[Records for this task Boundary: Start]

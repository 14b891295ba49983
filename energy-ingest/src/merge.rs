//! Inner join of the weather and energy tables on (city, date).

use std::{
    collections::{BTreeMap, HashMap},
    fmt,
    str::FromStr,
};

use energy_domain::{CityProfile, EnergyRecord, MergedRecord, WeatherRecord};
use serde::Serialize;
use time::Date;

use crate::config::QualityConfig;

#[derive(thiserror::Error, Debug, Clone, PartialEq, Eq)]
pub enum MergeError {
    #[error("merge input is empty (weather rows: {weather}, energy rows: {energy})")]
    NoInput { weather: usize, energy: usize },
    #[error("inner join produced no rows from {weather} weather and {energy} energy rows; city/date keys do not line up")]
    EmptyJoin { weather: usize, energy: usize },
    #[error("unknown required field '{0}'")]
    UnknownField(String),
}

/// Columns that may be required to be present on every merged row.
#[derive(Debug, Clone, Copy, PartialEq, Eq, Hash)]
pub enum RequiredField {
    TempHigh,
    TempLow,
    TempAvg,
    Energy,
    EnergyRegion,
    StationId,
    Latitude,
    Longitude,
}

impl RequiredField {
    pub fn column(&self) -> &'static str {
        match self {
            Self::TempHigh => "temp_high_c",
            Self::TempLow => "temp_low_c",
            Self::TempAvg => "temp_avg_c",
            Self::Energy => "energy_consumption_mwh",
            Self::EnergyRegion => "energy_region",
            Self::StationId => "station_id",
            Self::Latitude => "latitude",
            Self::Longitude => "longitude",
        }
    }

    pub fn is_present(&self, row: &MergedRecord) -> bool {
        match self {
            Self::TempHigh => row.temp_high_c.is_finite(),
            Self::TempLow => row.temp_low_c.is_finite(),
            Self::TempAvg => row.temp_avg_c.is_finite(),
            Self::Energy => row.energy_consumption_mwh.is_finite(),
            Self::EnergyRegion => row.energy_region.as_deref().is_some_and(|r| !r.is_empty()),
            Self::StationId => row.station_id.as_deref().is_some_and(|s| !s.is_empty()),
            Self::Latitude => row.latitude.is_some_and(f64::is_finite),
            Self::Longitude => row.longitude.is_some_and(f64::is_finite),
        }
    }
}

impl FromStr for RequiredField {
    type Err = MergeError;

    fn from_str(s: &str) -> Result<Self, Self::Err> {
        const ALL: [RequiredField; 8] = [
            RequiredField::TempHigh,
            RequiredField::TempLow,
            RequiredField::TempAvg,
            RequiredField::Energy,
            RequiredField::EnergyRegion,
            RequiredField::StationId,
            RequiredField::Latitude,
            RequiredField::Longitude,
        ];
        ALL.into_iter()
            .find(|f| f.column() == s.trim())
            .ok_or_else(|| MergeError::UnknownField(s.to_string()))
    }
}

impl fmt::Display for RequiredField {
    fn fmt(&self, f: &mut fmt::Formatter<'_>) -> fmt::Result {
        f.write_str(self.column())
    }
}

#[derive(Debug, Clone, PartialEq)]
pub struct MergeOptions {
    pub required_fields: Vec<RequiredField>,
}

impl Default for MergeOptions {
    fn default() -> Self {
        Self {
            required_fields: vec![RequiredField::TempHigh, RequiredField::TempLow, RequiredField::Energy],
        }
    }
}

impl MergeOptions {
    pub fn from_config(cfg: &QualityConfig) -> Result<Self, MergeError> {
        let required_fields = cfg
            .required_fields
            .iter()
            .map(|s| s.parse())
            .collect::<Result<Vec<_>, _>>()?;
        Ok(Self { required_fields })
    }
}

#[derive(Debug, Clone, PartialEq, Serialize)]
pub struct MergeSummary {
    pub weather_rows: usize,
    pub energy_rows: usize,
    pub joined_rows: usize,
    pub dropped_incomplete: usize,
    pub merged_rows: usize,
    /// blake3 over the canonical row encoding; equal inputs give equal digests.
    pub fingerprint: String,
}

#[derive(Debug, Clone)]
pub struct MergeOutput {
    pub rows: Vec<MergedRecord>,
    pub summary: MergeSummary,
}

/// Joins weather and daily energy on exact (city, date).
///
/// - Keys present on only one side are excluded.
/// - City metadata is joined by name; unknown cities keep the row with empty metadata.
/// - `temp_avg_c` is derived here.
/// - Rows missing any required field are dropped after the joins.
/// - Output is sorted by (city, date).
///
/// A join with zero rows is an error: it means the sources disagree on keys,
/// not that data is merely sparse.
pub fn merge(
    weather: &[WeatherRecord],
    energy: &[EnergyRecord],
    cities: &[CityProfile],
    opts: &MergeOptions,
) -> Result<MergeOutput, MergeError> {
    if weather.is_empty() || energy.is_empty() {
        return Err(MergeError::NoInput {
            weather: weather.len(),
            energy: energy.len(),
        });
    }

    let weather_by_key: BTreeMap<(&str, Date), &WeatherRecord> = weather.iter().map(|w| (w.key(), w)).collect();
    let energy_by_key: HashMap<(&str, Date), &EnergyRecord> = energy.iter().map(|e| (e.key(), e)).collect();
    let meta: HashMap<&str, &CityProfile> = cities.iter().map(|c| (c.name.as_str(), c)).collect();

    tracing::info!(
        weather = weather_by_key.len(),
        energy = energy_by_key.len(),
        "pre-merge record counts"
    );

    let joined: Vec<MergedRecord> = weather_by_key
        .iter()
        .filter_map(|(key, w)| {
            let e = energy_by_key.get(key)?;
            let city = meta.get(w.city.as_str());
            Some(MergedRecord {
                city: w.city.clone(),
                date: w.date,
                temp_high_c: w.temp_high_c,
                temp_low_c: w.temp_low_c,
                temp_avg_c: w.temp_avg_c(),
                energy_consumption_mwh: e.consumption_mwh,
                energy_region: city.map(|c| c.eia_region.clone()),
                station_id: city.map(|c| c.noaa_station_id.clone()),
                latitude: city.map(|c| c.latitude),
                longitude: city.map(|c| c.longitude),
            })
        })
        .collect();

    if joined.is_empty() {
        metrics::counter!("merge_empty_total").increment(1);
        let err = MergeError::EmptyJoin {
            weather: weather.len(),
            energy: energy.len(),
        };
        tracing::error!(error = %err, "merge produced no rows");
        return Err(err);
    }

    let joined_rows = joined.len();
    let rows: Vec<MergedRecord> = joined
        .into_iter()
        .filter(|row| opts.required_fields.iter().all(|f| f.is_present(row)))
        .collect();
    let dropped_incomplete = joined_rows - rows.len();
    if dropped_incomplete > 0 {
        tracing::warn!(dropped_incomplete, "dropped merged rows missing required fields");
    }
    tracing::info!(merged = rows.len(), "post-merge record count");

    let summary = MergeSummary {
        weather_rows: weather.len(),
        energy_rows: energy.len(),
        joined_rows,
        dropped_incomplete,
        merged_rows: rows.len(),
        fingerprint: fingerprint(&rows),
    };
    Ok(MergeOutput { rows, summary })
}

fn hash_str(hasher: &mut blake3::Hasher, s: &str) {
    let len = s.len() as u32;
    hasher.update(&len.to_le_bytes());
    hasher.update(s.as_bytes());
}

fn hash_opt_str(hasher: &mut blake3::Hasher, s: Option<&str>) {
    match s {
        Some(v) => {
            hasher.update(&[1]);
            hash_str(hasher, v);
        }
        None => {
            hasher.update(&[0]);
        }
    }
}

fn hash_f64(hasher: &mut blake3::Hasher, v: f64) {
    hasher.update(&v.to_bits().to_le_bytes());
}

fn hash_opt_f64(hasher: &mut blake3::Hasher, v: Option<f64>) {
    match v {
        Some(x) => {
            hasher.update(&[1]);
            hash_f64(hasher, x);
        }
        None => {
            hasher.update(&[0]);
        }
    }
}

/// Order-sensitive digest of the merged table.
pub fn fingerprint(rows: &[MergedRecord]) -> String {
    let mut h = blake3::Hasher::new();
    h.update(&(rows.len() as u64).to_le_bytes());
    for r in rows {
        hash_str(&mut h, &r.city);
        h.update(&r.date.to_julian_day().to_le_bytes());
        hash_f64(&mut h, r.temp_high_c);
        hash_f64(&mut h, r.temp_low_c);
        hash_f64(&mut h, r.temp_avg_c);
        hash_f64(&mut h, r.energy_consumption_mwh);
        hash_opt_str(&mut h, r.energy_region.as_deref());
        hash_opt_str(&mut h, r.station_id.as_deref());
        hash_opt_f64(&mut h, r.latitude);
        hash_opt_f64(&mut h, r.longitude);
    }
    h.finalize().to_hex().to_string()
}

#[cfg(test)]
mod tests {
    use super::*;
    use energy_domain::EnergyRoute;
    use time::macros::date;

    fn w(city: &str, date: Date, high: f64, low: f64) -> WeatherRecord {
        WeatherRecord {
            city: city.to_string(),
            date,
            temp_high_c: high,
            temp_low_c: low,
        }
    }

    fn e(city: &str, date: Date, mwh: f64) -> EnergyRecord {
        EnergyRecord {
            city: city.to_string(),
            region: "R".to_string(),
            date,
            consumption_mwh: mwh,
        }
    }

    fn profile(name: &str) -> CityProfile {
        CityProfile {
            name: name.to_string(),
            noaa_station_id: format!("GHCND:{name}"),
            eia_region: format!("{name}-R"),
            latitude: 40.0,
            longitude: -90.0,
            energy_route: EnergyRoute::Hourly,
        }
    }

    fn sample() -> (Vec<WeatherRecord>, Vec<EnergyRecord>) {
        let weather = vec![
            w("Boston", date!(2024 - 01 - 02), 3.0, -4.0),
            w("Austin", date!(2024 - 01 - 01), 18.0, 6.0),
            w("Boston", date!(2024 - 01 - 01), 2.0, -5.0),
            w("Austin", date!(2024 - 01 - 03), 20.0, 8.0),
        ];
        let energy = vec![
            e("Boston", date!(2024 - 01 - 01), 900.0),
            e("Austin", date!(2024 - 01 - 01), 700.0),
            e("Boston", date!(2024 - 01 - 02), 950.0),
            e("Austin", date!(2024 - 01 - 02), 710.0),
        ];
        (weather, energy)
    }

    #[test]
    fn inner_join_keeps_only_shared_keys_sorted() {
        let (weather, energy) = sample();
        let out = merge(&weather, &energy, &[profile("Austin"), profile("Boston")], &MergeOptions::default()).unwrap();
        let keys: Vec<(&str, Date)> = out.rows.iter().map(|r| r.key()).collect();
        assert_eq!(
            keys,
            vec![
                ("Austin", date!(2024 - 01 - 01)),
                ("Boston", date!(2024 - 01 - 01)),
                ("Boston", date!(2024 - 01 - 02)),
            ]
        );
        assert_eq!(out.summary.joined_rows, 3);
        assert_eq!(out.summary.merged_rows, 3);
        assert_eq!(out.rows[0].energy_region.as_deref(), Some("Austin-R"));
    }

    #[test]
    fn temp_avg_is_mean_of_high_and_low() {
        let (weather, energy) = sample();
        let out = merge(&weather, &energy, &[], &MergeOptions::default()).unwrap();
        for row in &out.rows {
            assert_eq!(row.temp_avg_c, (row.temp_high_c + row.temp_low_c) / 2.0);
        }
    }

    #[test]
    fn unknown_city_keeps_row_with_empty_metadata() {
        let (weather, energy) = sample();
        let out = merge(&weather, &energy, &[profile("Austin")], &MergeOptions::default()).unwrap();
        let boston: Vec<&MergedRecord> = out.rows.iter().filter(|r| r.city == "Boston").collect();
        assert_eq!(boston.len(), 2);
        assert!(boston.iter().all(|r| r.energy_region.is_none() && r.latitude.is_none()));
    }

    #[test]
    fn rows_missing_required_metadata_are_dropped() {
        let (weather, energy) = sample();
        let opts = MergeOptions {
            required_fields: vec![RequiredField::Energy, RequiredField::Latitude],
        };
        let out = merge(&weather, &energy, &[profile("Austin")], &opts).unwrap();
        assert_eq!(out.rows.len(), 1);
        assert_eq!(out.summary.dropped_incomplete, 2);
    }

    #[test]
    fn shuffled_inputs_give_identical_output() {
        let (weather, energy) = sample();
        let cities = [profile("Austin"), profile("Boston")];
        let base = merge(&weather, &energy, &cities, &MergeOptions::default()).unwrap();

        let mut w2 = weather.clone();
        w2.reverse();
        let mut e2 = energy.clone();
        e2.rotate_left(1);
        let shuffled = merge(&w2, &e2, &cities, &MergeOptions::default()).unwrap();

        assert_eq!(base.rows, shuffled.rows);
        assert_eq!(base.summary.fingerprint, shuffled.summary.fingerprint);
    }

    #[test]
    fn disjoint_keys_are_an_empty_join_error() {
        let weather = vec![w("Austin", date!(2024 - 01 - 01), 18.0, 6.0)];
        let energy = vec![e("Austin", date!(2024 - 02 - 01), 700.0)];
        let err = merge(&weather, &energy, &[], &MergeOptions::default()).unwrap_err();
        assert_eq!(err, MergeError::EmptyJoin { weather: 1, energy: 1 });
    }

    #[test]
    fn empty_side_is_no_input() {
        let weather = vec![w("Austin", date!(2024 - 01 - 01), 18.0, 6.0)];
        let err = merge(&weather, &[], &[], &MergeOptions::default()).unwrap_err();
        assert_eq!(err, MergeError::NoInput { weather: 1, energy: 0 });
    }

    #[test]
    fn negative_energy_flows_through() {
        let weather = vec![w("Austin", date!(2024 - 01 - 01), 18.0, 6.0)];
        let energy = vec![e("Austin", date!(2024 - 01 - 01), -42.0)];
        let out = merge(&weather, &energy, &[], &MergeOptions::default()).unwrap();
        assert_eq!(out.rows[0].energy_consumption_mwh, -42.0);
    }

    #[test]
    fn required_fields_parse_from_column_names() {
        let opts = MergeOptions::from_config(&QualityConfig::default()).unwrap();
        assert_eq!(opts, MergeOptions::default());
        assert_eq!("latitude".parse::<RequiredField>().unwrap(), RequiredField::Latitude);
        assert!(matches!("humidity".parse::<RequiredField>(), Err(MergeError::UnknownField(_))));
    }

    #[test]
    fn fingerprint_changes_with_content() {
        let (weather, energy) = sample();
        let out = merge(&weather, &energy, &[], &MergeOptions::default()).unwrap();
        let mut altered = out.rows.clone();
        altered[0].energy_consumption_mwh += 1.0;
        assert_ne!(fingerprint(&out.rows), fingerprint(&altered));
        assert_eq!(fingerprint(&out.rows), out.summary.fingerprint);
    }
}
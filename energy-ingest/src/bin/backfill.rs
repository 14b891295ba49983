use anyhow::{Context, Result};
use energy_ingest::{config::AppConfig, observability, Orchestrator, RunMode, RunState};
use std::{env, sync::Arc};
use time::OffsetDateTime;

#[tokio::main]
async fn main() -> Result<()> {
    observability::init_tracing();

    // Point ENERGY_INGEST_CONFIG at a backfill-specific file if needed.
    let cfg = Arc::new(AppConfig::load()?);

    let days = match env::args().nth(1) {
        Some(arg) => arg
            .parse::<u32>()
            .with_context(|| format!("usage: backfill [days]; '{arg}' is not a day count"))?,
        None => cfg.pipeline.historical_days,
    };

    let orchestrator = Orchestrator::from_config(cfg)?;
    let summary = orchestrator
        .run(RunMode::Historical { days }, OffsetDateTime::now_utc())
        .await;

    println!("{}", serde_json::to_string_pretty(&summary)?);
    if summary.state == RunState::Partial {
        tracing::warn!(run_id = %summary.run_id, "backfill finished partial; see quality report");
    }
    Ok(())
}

[Records for this task Boundary: End]

* What this task involves:
Work out how many lines of the material above contain the word "return", then give only that figure.

* Response:
2